Дельце действительно было из ряда вон выходящим. Не то, что вокзальная обдираловка граждан… «Сделаешь – озолочу, – говорил Феликсу старинный приятель Корнилыча. – Очень прошу, постарайся».

11

(Феликс)

Она сидела в прокуренной гримерной перед зеркалом, потная, запахнувшись в толстый вылинявший махровый халат не первой свежести. Сидела, расставив по-мужицки ноги, распластав жирные ляжки на стуле. Медленно снимала толстый слой грима ватным тампоном. Отклеила ресницы, умылась и снова села перед зеркалом, тупо уставившись в одну точку. Волосы склеились от пота и стояли теперь дыбом. Хороша! Знал бы кто, что эта образина и есть Екатерина Буранова – любимица публики, сверхъяркая звезда первой величины.

Двадцать лет назад она стремительно взлетела на вершину музыкального Олимпа. Ее карьера не вызревала на широких просторах необъятной родины: в гастрольных поездках по колхозам, на целину, на БАМ, по грязной российской глубинке. Ей повезло. В мюзик-холле у нее был маленький номер. Всего пять минут.
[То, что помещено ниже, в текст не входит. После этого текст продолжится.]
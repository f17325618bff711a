//! CLI mode dispatch
//!
//! One invocation is one submission:
//! - resolve and validate config
//! - build the orchestrator
//! - read the input (args, stdin, or a local `.sol` file)
//! - submit and print the outcome

use crate::assistant::{resolve_explain_input, Mode, Outcome, RequestOrchestrator, Session};
use crate::cli::{Args, Error, Result, EXIT_CONFIG_ERROR, EXIT_FAILURE, EXIT_SUCCESS};
use crate::config::AssistantConfig;
use std::io::Read;

/// Exit code wrapper for CLI operations
pub type ExitCode = i32;

/// Run CLI mode and return exit code
///
/// Called from main() after argument parsing and logging setup.
pub async fn run_cli_mode(args: Args) -> ExitCode {
    let orchestrator = match build_orchestrator(&args) {
        Ok(orchestrator) => orchestrator,
        Err(e) => {
            eprintln!("Error: {}", e);
            return exit_code_for_error(&e);
        }
    };

    let mode = args.command.mode();
    let input = match read_input(&args) {
        Ok(input) => input,
        Err(e) => {
            eprintln!("Error: {}", e);
            return exit_code_for_error(&e);
        }
    };

    tracing::debug!(mode = %mode, base_url = orchestrator.base_url(), "submitting");
    let session = Session::new(mode);
    let outcome = orchestrator.submit(&session, mode, &input).await;

    match render_outcome(&outcome, args.json) {
        Ok(rendered) => {
            if outcome.is_success() || args.json {
                println!("{}", rendered);
            } else {
                eprintln!("{}", rendered);
            }
            exit_code_for(&outcome)
        }
        Err(e) => {
            eprintln!("Error: {}", e);
            EXIT_FAILURE
        }
    }
}

/// Resolve config and build the orchestrator it describes
fn build_orchestrator(args: &Args) -> Result<RequestOrchestrator> {
    let config = AssistantConfig::load(args.config.as_deref())?
        .with_overrides(args.base_url.clone(), args.timeout)
        .validate()?;
    Ok(RequestOrchestrator::from_config(&config)?)
}

fn read_input(args: &Args) -> Result<String> {
    let raw = if args.command.reads_stdin() {
        let mut buf = String::new();
        std::io::stdin().read_to_string(&mut buf)?;
        buf
    } else {
        args.command.joined_text()
    };
    prepare_input(args.command.mode(), &raw)
}

/// Text to submit for `raw` in `mode`
///
/// Explain input naming a local `.sol` file is replaced by the file's
/// contents. Blank text is passed through so the core reports `EmptyInput`.
pub fn prepare_input(mode: Mode, raw: &str) -> Result<String> {
    match mode {
        Mode::Explain if !raw.trim().is_empty() => Ok(resolve_explain_input(raw)?),
        _ => Ok(raw.to_string()),
    }
}

/// Human or JSON rendering of an outcome
pub fn render_outcome(outcome: &Outcome, json: bool) -> Result<String> {
    if json {
        Ok(serde_json::to_string_pretty(outcome)?)
    } else {
        Ok(outcome.to_string())
    }
}

/// Exit code for a settled outcome
pub fn exit_code_for(outcome: &Outcome) -> ExitCode {
    if outcome.is_success() {
        EXIT_SUCCESS
    } else {
        EXIT_FAILURE
    }
}

/// Exit code for a setup error
pub fn exit_code_for_error(error: &Error) -> ExitCode {
    match error {
        Error::Config(_) | Error::Assistant(_) => EXIT_CONFIG_ERROR,
        Error::Io(_) | Error::Serialization(_) => EXIT_FAILURE,
    }
}

#[cfg(test)]
mod tests {
    use super::*;
    use crate::assistant::ErrorKind;
    use std::io::Write;

    #[test]
    fn test_exit_codes() {
        assert_eq!(exit_code_for(&Outcome::success("ok")), 0);
        assert_eq!(
            exit_code_for(&Outcome::failure(ErrorKind::HttpError(500), "boom")),
            1
        );
        assert_eq!(
            exit_code_for(&Outcome::failure(ErrorKind::EmptyInput, "no input provided")),
            1
        );
    }

    #[test]
    fn test_setup_error_exit_codes() {
        let config = Error::Config(crate::config::ConfigError::InvalidTimeout);
        assert_eq!(exit_code_for_error(&config), 2);

        let io = Error::Io(std::io::Error::new(std::io::ErrorKind::NotFound, "gone"));
        assert_eq!(exit_code_for_error(&io), 1);
    }

    #[test]
    fn test_render_human() {
        let rendered = render_outcome(&Outcome::success("contract Foo {}"), false).unwrap();
        assert_eq!(rendered, "contract Foo {}");

        let rendered = render_outcome(
            &Outcome::failure(ErrorKind::NetworkUnavailable, "backend unreachable: connection refused"),
            false,
        )
        .unwrap();
        assert_eq!(
            rendered,
            "Error (network unavailable): backend unreachable: connection refused"
        );
    }

    #[test]
    fn test_render_json() {
        let rendered =
            render_outcome(&Outcome::failure(ErrorKind::HttpError(404), "Not Found"), true)
                .unwrap();
        let value: serde_json::Value = serde_json::from_str(&rendered).unwrap();
        assert_eq!(value["outcome"], "failure");
        assert_eq!(value["kind"]["status"], 404);
        assert_eq!(value["message"], "Not Found");
    }

    #[test]
    fn test_prepare_input_reads_sol_file_for_explain_only() {
        let mut file = tempfile::Builder::new().suffix(".sol").tempfile().unwrap();
        write!(file, "contract Vault {{}}").unwrap();
        let path = file.path().to_str().unwrap().to_string();

        assert_eq!(
            prepare_input(Mode::Explain, &path).unwrap(),
            "contract Vault {}"
        );
        assert_eq!(prepare_input(Mode::Generate, &path).unwrap(), path);
    }

    #[test]
    fn test_prepare_input_keeps_blank_text() {
        assert_eq!(prepare_input(Mode::Explain, "   ").unwrap(), "   ");
        assert_eq!(prepare_input(Mode::Generate, "").unwrap(), "");
    }
}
Но тоненькая девочка с печальными серыми глазами и бюстом четвертого размера приглянулась безнадежно стареющему донжуану, отбирающему «музыку» для юбилея одного из высоких партийных чинов.

Катенька отдала ему свою девственность безропотно, по первому же требованию, но он, выпив от волнения больше обычного, так и не смог сделать ее женщиной. Но зато, то ли испытывая чувство вины, то ли чтобы загладить неловкость, сделал знаменитой певицей в самые короткие сроки.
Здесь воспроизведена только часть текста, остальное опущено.